[Extracted records Boundary: Start]

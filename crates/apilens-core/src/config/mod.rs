//! Process configuration.
//!
//! Loaded once at startup from a TOML file (path in `APILENS_SERVER_CONFIG`,
//! default `config.toml`), with individual env var overrides applied on top.
//! Missing file means defaults.

mod limits;
mod mcp;

pub use limits::LimitsConfig;
pub use mcp::{McpConfig, Transport};

use serde::{Deserialize, Serialize};
use std::{env, fs, path::PathBuf};

/// Top-level apilens configuration.
#[derive(Debug, Clone, Default, Serialize, Deserialize)]
pub struct ApilensConfig {
    /// Context budgets and remote call timeouts.
    #[serde(default)]
    pub limits: LimitsConfig,

    /// MCP server transport settings.
    #[serde(default)]
    pub mcp: McpConfig,
}

impl ApilensConfig {
    /// Load configuration from the configured file path, then apply env
    /// var overrides. A missing config file yields defaults.
    pub fn load() -> anyhow::Result<Self> {
        let path = config_path();
        let mut cfg: Self = match fs::read_to_string(&path) {
            Ok(raw) => toml::from_str(&raw)?,
            Err(_) => Self::default(),
        };
        cfg.limits.apply_env_overrides();
        Ok(cfg)
    }
}

fn config_path() -> PathBuf {
    if let Ok(p) = env::var("APILENS_SERVER_CONFIG") {
        return PathBuf::from(p);
    }
    PathBuf::from("config.toml")
}
//! Event CRUD + attend handlers.

use axum::Json;
use axum::extract::{Path, Query, State};
use axum::http::StatusCode;
use serde::Deserialize;
use serde_json::{Value, json};

use gather_core::ids::EventId;
use gather_core::model::{
    EventCategory, EventPage, EventPatch, EventQuery, EventSnapshot, NewEvent,
};

use crate::server::AppState;

use super::{ApiError, AuthPrincipal};

/// Query string for `GET /api/events`. Categories arrive comma-separated.
#[derive(Debug, Default, Deserialize)]
pub struct ListParams {
    /// 1-based page.
    pub page: Option<usize>,
    /// Page size.
    pub limit: Option<usize>,
    /// Free-text title term.
    pub term: Option<String>,
    /// Comma-separated category names.
    pub categories: Option<String>,
}

impl ListParams {
    fn into_query(self) -> EventQuery {
        let categories = self
            .categories
            .as_deref()
            .map(parse_categories)
            .unwrap_or_default();
        EventQuery {
            term: self.term,
            categories,
            page: self.page,
            limit: self.limit,
        }
    }
}

fn parse_categories(raw: &str) -> Vec<EventCategory> {
    raw.split(',')
        .filter_map(|part| {
            serde_json::from_value(Value::String(part.trim().to_lowercase())).ok()
        })
        .collect()
}

/// POST /api/events
pub async fn create_event(
    State(state): State<AppState>,
    AuthPrincipal(actor): AuthPrincipal,
    Json(new): Json<NewEvent>,
) -> Result<(StatusCode, Json<EventSnapshot>), ApiError> {
    let snapshot = state.updates.create_event(&actor, new).await?;
    Ok((StatusCode::CREATED, Json(snapshot)))
}

/// GET /api/events
pub async fn list_events(
    State(state): State<AppState>,
    Query(params): Query<ListParams>,
) -> Result<Json<EventPage>, ApiError> {
    let page = state.updates.list_events(&params.into_query()).await?;
    Ok(Json(page))
}

/// GET /api/events/{id}
pub async fn get_event(
    State(state): State<AppState>,
    Path(id): Path<String>,
) -> Result<Json<EventSnapshot>, ApiError> {
    let snapshot = state.updates.get_event(&EventId::from(id)).await?;
    Ok(Json(snapshot))
}

/// PUT /api/events/{id}
pub async fn update_event(
    State(state): State<AppState>,
    AuthPrincipal(actor): AuthPrincipal,
    Path(id): Path<String>,
    Json(patch): Json<EventPatch>,
) -> Result<Json<EventSnapshot>, ApiError> {
    let snapshot = state
        .updates
        .update_event(&actor, &EventId::from(id), patch)
        .await?;
    Ok(Json(snapshot))
}

/// DELETE /api/events/{id}
pub async fn delete_event(
    State(state): State<AppState>,
    AuthPrincipal(actor): AuthPrincipal,
    Path(id): Path<String>,
) -> Result<Json<Value>, ApiError> {
    state.updates.delete_event(&actor, &EventId::from(id)).await?;
    Ok(Json(json!({ "message": "Event deleted successfully" })))
}

/// POST /api/events/{id}/attend
pub async fn attend_event(
    State(state): State<AppState>,
    AuthPrincipal(actor): AuthPrincipal,
    Path(id): Path<String>,
) -> Result<Json<EventSnapshot>, ApiError> {
    let snapshot = state
        .updates
        .attend_event(&actor, &EventId::from(id))
        .await?;
    Ok(Json(snapshot))
}
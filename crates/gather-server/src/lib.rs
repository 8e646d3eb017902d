//! # gather-server
//!
//! Real-time presence and update-distribution server:
//!
//! - `WebSocket` gateway: per-session task, heartbeat, frame dispatch
//! - Room presence: connection registry, room directory (local membership
//!   mirrored into a shared cross-process store), presence coordinator
//! - Mutation pipeline: validate → mutate → invalidate cache → re-read
//!   canonical snapshot → broadcast
//! - TTL read cache with substring invalidation and a periodic sweeper
//! - HTTP API over axum, Prometheus metrics, graceful shutdown via
//!   `tokio::signal` + `CancellationToken`

#![deny(unsafe_code)]

pub mod auth;
pub mod cache;
pub mod config;
pub mod health;
pub mod http;
pub mod metrics;
pub mod realtime;
pub mod server;
pub mod shutdown;
pub mod update;
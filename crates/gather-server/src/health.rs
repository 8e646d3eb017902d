//! `/health` endpoint payload.

use serde::Serialize;
use std::time::Instant;

/// Health check response body.
#[derive(Debug, Clone, Serialize)]
pub struct HealthResponse {
    /// Always `"ok"` when the server is running.
    pub status: String,
    /// Seconds since the server started.
    pub uptime_secs: u64,
    /// Current WebSocket connection count.
    pub connections: usize,
    /// Rooms with at least one local member.
    pub active_rooms: usize,
}

/// Build a health response from live counters.
pub fn health_check(start_time: Instant, connections: usize, active_rooms: usize) -> HealthResponse {
    HealthResponse {
        status: "ok".into(),
        uptime_secs: start_time.elapsed().as_secs(),
        connections,
        active_rooms,
    }
}

#[cfg(test)]
mod tests {
    use super::*;

    #[test]
    fn status_is_ok() {
        let resp = health_check(Instant::now(), 0, 0);
        assert_eq!(resp.status, "ok");
    }

    #[test]
    fn uptime_increases() {
        let start = Instant::now()
            .checked_sub(std::time::Duration::from_secs(60))
            .unwrap();
        let resp = health_check(start, 0, 0);
        assert!(resp.uptime_secs >= 59);
    }

    #[test]
    fn counters_are_tracked() {
        let resp = health_check(Instant::now(), 5, 3);
        assert_eq!(resp.connections, 5);
        assert_eq!(resp.active_rooms, 3);
    }

    #[test]
    fn serialization() {
        let resp = health_check(Instant::now(), 2, 1);
        let parsed: serde_json::Value =
            serde_json::from_str(&serde_json::to_string(&resp).unwrap()).unwrap();
        assert_eq!(parsed["status"], "ok");
        assert_eq!(parsed["connections"], 2);
        assert_eq!(parsed["active_rooms"], 1);
        assert!(parsed["uptime_secs"].is_number());
    }
}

[Extracted records Boundary: End]

- Work to complete:
Every record above must be printed again exactly as it stands.

- Expected answer:
filename crates/apilens-core/src/config/mod.rs
//! Process configuration.
//!
//! Loaded once at startup from a TOML file (path in `APILENS_SERVER_CONFIG`,
//! default `config.toml`), with individual env var overrides applied on top.
//! Missing file means defaults.

mod limits;
mod mcp;

pub use limits::LimitsConfig;
pub use mcp::{McpConfig, Transport};

use serde::{Deserialize, Serialize};
use std::{env, fs, path::PathBuf};

/// Top-level apilens configuration.
#[derive(Debug, Clone, Default, Serialize, Deserialize)]
pub struct ApilensConfig {
    /// Context budgets and remote call timeouts.
    #[serde(default)]
    pub limits: LimitsConfig,

    /// MCP server transport settings.
    #[serde(default)]
    pub mcp: McpConfig,
}

impl ApilensConfig {
    /// Load configuration from the configured file path, then apply env
    /// var overrides. A missing config file yields defaults.
    pub fn load() -> anyhow::Result<Self> {
        let path = config_path();
        let mut cfg: Self = match fs::read_to_string(&path) {
            Ok(raw) => toml::from_str(&raw)?,
            Err(_) => Self::default(),
        };
        cfg.limits.apply_env_overrides();
        Ok(cfg)
    }
}

fn config_path() -> PathBuf {
    if let Ok(p) = env::var("APILENS_SERVER_CONFIG") {
        return PathBuf::from(p);
    }
    PathBuf::from("config.toml")
}
//! Event CRUD + attend handlers.

use axum::Json;
use axum::extract::{Path, Query, State};
use axum::http::StatusCode;
use serde::Deserialize;
use serde_json::{Value, json};

use gather_core::ids::EventId;
use gather_core::model::{
    EventCategory, EventPage, EventPatch, EventQuery, EventSnapshot, NewEvent,
};

use crate::server::AppState;

use super::{ApiError, AuthPrincipal};

/// Query string for `GET /api/events`. Categories arrive comma-separated.
#[derive(Debug, Default, Deserialize)]
pub struct ListParams {
    /// 1-based page.
    pub page: Option<usize>,
    /// Page size.
    pub limit: Option<usize>,
    /// Free-text title term.
    pub term: Option<String>,
    /// Comma-separated category names.
    pub categories: Option<String>,
}

impl ListParams {
    fn into_query(self) -> EventQuery {
        let categories = self
            .categories
            .as_deref()
            .map(parse_categories)
            .unwrap_or_default();
        EventQuery {
            term: self.term,
            categories,
            page: self.page,
            limit: self.limit,
        }
    }
}

fn parse_categories(raw: &str) -> Vec<EventCategory> {
    raw.split(',')
        .filter_map(|part| {
            serde_json::from_value(Value::String(part.trim().to_lowercase())).ok()
        })
        .collect()
}

/// POST /api/events
pub async fn create_event(
    State(state): State<AppState>,
    AuthPrincipal(actor): AuthPrincipal,
    Json(new): Json<NewEvent>,
) -> Result<(StatusCode, Json<EventSnapshot>), ApiError> {
    let snapshot = state.updates.create_event(&actor, new).await?;
    Ok((StatusCode::CREATED, Json(snapshot)))
}

/// GET /api/events
pub async fn list_events(
    State(state): State<AppState>,
    Query(params): Query<ListParams>,
) -> Result<Json<EventPage>, ApiError> {
    let page = state.updates.list_events(&params.into_query()).await?;
    Ok(Json(page))
}

/// GET /api/events/{id}
pub async fn get_event(
    State(state): State<AppState>,
    Path(id): Path<String>,
) -> Result<Json<EventSnapshot>, ApiError> {
    let snapshot = state.updates.get_event(&EventId::from(id)).await?;
    Ok(Json(snapshot))
}

/// PUT /api/events/{id}
pub async fn update_event(
    State(state): State<AppState>,
    AuthPrincipal(actor): AuthPrincipal,
    Path(id): Path<String>,
    Json(patch): Json<EventPatch>,
) -> Result<Json<EventSnapshot>, ApiError> {
    let snapshot = state
        .updates
        .update_event(&actor, &EventId::from(id), patch)
        .await?;
    Ok(Json(snapshot))
}

/// DELETE /api/events/{id}
pub async fn delete_event(
    State(state): State<AppState>,
    AuthPrincipal(actor): AuthPrincipal,
    Path(id): Path<String>,
) -> Result<Json<Value>, ApiError> {
    state.updates.delete_event(&actor, &EventId::from(id)).await?;
    Ok(Json(json!({ "message": "Event deleted successfully" })))
}

/// POST /api/events/{id}/attend
pub async fn attend_event(
    State(state): State<AppState>,
    AuthPrincipal(actor): AuthPrincipal,
    Path(id): Path<String>,
) -> Result<Json<EventSnapshot>, ApiError> {
    let snapshot = state
        .updates
        .attend_event(&actor, &EventId::from(id))
        .await?;
    Ok(Json(snapshot))
}
filename crates/gather-server/src/lib.rs
repository 8e646d3eb017902d
//! # gather-server
//!
//! Real-time presence and update-distribution server:
//!
//! - `WebSocket` gateway: per-session task, heartbeat, frame dispatch
//! - Room presence: connection registry, room directory (local membership
//!   mirrored into a shared cross-process store), presence coordinator
//! - Mutation pipeline: validate → mutate → invalidate cache → re-read
//!   canonical snapshot → broadcast
//! - TTL read cache with substring invalidation and a periodic sweeper
//! - HTTP API over axum, Prometheus metrics, graceful shutdown via
//!   `tokio::signal` + `CancellationToken`

#![deny(unsafe_code)]

pub mod auth;
pub mod cache;
pub mod config;
pub mod health;
pub mod http;
pub mod metrics;
pub mod realtime;
pub mod server;
pub mod shutdown;
pub mod update;
filename crates/gather-server/src/health.rs
repository 8e646d3eb017902d
//! `/health` endpoint payload.

use serde::Serialize;
use std::time::Instant;

/// Health check response body.
#[derive(Debug, Clone, Serialize)]
pub struct HealthResponse {
    /// Always `"ok"` when the server is running.
    pub status: String,
    /// Seconds since the server started.
    pub uptime_secs: u64,
    /// Current WebSocket connection count.
    pub connections: usize,
    /// Rooms with at least one local member.
    pub active_rooms: usize,
}

/// Build a health response from live counters.
pub fn health_check(start_time: Instant, connections: usize, active_rooms: usize) -> HealthResponse {
    HealthResponse {
        status: "ok".into(),
        uptime_secs: start_time.elapsed().as_secs(),
        connections,
        active_rooms,
    }
}

#[cfg(test)]
mod tests {
    use super::*;

    #[test]
    fn status_is_ok() {
        let resp = health_check(Instant::now(), 0, 0);
        assert_eq!(resp.status, "ok");
    }

    #[test]
    fn uptime_increases() {
        let start = Instant::now()
            .checked_sub(std::time::Duration::from_secs(60))
            .unwrap();
        let resp = health_check(start, 0, 0);
        assert!(resp.uptime_secs >= 59);
    }

    #[test]
    fn counters_are_tracked() {
        let resp = health_check(Instant::now(), 5, 3);
        assert_eq!(resp.connections, 5);
        assert_eq!(resp.active_rooms, 3);
    }

    #[test]
    fn serialization() {
        let resp = health_check(Instant::now(), 2, 1);
        let parsed: serde_json::Value =
            serde_json::from_str(&serde_json::to_string(&resp).unwrap()).unwrap();
        assert_eq!(parsed["status"], "ok");
        assert_eq!(parsed["connections"], 2);
        assert_eq!(parsed["active_rooms"], 1);
        assert!(parsed["uptime_secs"].is_number());
    }
}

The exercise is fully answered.